FCRA penalties include $100-$1,000 per violation plus attorney fees for negligent violations, unlimited punitive damages for willful violations, and class-action settlements that have reached $5.75M.
State laws stack on top of FCRA. California limits lookback to 7 years. NYC delays criminal checks until after conditional offer. Massachusetts restricts credit checks. Check your state before running any background check.
FCRA governs the process. EEOC governs the substance. Both apply to the same background check simultaneously. An individualized assessment of criminal history is required under EEOC guidance.

Frequently Asked Questions

What does FCRA stand for in HR?

In HR, FCRA stands for the Fair Credit Reporting Act, the federal law that governs how employers can use background checks (called 'consumer reports') in hiring decisions. It requires employers to get written consent before running a background check, provide the check on a standalone disclosure form, and follow a specific adverse action process if the results affect the hiring decision. FCRA applies to every US employer regardless of size.

Does FCRA apply to small businesses?

Yes. FCRA applies to every employer that uses a consumer reporting agency (CRA) to obtain a consumer report on a candidate or employee, regardless of company size. Whether you have 5 employees or 5,000, if you use a third-party service to run a background check, FCRA applies to you. The law does not have an employee-count threshold like Title VII (15+) or FMLA (50+).

Does FCRA cover independent contractors?

Yes. FCRA applies to background checks on employees, independent contractors, and volunteers. Any time you obtain a consumer report from a CRA for an employment purpose (hiring, promotion, reassignment, or retention), FCRA requirements apply regardless of the worker's classification.

What is the difference between FCRA and FACTA?

FACTA (Fair and Accurate Credit Transactions Act of 2003) is an amendment to FCRA, not a separate law. FACTA added requirements including the right to free annual credit reports, identity theft protections, and the disposal rule requiring secure destruction of consumer report information. For employers, the most relevant FACTA provision is the disposal rule: you must securely destroy consumer reports and related information when you no longer need them.
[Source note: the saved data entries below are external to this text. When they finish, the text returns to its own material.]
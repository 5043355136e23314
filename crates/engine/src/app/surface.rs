use std::sync::atomic::{AtomicBool, Ordering};
use std::sync::{Arc, Mutex, MutexGuard};

use tracing::warn;

use crate::config::{ConfigError, Viewport};

static SURFACE_LOCK_POISON_WARNED: AtomicBool = AtomicBool::new(false);

fn warn_surface_lock_poison_once(operation: &'static str) {
    if SURFACE_LOCK_POISON_WARNED
        .compare_exchange(false, true, Ordering::Relaxed, Ordering::Relaxed)
        .is_ok()
    {
        warn!(operation, "surface lock poisoned; recovered inner value");
    }
}

#[derive(Debug, Default)]
struct SurfaceState {
    viewport: Option<Viewport>,
    back: Vec<u8>,
    front: Vec<u8>,
    presented_frames: u64,
}

/// Double-buffered RGBA drawing surface shared between the simulation thread
/// (draws into the back buffer) and the UI thread (reads the front buffer).
#[derive(Clone, Debug, Default)]
pub struct SharedSurface {
    state: Arc<Mutex<SurfaceState>>,
}

impl SharedSurface {
    pub fn new() -> Self {
        Self::default()
    }

    fn acquire(&self, operation: &'static str) -> MutexGuard<'_, SurfaceState> {
        match self.state.lock() {
            Ok(guard) => guard,
            Err(poisoned) => {
                warn_surface_lock_poison_once(operation);
                poisoned.into_inner()
            }
        }
    }

    /// Allocates both buffers for `viewport` and marks the surface valid.
    pub fn create(&self, viewport: Viewport) -> Result<(), ConfigError> {
        let viewport = viewport.validate()?;
        let mut state = self.acquire("create");
        state.viewport = Some(viewport);
        state.back = vec![0; viewport.frame_len()];
        state.front = vec![0; viewport.frame_len()];
        Ok(())
    }

    /// Invalidates the surface and frees its buffers. Later `lock()` calls
    /// return `None` until the surface is created again.
    pub fn destroy(&self) {
        let mut state = self.acquire("destroy");
        state.viewport = None;
        state.back = Vec::new();
        state.front = Vec::new();
    }

    pub fn is_valid(&self) -> bool {
        self.acquire("is_valid").viewport.is_some()
    }

    pub fn viewport(&self) -> Option<Viewport> {
        self.acquire("viewport").viewport
    }

    pub fn presented_frames(&self) -> u64 {
        self.acquire("presented_frames").presented_frames
    }

    /// Locks the back buffer for drawing, or `None` when the surface is not
    /// currently valid.
    pub fn lock(&self) -> Option<FrameLock<'_>> {
        let guard = self.acquire("lock");
        let viewport = guard.viewport?;
        Some(FrameLock { guard, viewport })
    }

    /// Copies the most recently presented frame into `target`. Returns the
    /// presented frame count, or `None` if the surface is invalid or the
    /// target length does not match.
    pub fn copy_front_into(&self, target: &mut [u8]) -> Option<u64> {
        let state = self.acquire("copy_front_into");
        state.viewport?;
        if target.len() != state.front.len() {
            return None;
        }
        target.copy_from_slice(&state.front);
        Some(state.presented_frames)
    }
}

/// Exclusive access to the back buffer. The lock is released when this value
/// is dropped, whether or not the frame was presented; an unpresented frame
/// is simply discarded.
pub struct FrameLock<'a> {
    guard: MutexGuard<'a, SurfaceState>,
    viewport: Viewport,
}

impl FrameLock<'_> {
    pub fn viewport(&self) -> Viewport {
        self.viewport
    }

    pub fn frame_mut(&mut self) -> &mut [u8] {
        &mut self.guard.back
    }

    /// Publishes the back buffer as the new front buffer and releases the lock.
    pub fn present(mut self) {
        let state = &mut *self.guard;
        std::mem::swap(&mut state.back, &mut state.front);
        state.presented_frames = state.presented_frames.wrapping_add(1);
    }
}

#[cfg(test)]
mod tests {
    use std::panic::{self, AssertUnwindSafe};

    use super::*;

    fn small() -> Viewport {
        Viewport {
            width: 4,
            height: 2,
        }
    }

    #[test]
    fn lock_is_none_until_created() {
        let surface = SharedSurface::new();
        assert!(surface.lock().is_none());
        surface.create(small()).expect("create");
        assert!(surface.lock().is_some());
    }

    #[test]
    fn create_rejects_empty_viewport() {
        let surface = SharedSurface::new();
        let result = surface.create(Viewport {
            width: 0,
            height: 10,
        });
        assert!(result.is_err());
        assert!(!surface.is_valid());
    }

    #[test]
    fn present_swaps_back_into_front() {
        let surface = SharedSurface::new();
        surface.create(small()).expect("create");
        {
            let mut frame = surface.lock().expect("lock");
            frame.frame_mut().fill(7);
            frame.present();
        }

        let mut target = vec![0u8; small().frame_len()];
        assert_eq!(surface.copy_front_into(&mut target), Some(1));
        assert!(target.iter().all(|byte| *byte == 7));
    }

    #[test]
    fn dropping_without_present_releases_and_discards() {
        let surface = SharedSurface::new();
        surface.create(small()).expect("create");
        {
            let mut frame = surface.lock().expect("lock");
            frame.frame_mut().fill(9);
        }

        assert_eq!(surface.presented_frames(), 0);
        let mut target = vec![1u8; small().frame_len()];
        assert_eq!(surface.copy_front_into(&mut target), Some(0));
        assert!(target.iter().all(|byte| *byte == 0));
        assert!(surface.lock().is_some());
    }

    #[test]
    fn panic_while_drawing_still_releases_surface() {
        let surface = SharedSurface::new();
        surface.create(small()).expect("create");
        let result = panic::catch_unwind(AssertUnwindSafe(|| {
            let mut frame = surface.lock().expect("lock");
            frame.frame_mut()[0] = 1;
            panic!("draw failed");
        }));
        assert!(result.is_err());

        let frame = surface.lock().expect("lock after panic");
        frame.present();
        assert_eq!(surface.presented_frames(), 1);
    }

    #[test]
    fn destroy_invalidates_and_rejects_copy() {
        let surface = SharedSurface::new();
        surface.create(small()).expect("create");
        surface.destroy();

        assert!(!surface.is_valid());
        assert!(surface.lock().is_none());
        let mut target = vec![0u8; small().frame_len()];
        assert_eq!(surface.copy_front_into(&mut target), None);
    }

    #[test]
    fn copy_rejects_mismatched_target() {
        let surface = SharedSurface::new();
        surface.create(small()).expect("create");
        let mut target = vec![0u8; 3];
        assert_eq!(surface.copy_front_into(&mut target), None);
    }
}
How long must I keep FCRA records?

FCRA itself does not specify a retention period for employer records, but the EEOC recommends retaining all hiring records for at least one year from the date of the hiring decision. If a charge of discrimination is filed, retain records until the case is resolved. Best practice for small businesses: keep consent forms, consumer reports, and adverse action notices for at least 5 years in a secure, access-controlled system.

Do I need a separate FCRA form for each state?

You need a single federal FCRA disclosure and authorization form for all states. However, several states require additional disclosures or have stricter rules. California requires a checkbox indicating the type of investigation. New York requires a copy of Article 23-A. San Francisco, Philadelphia, and other cities have ban-the-box timing requirements that affect when you can run the check. Check your state and local requirements in addition to federal FCRA.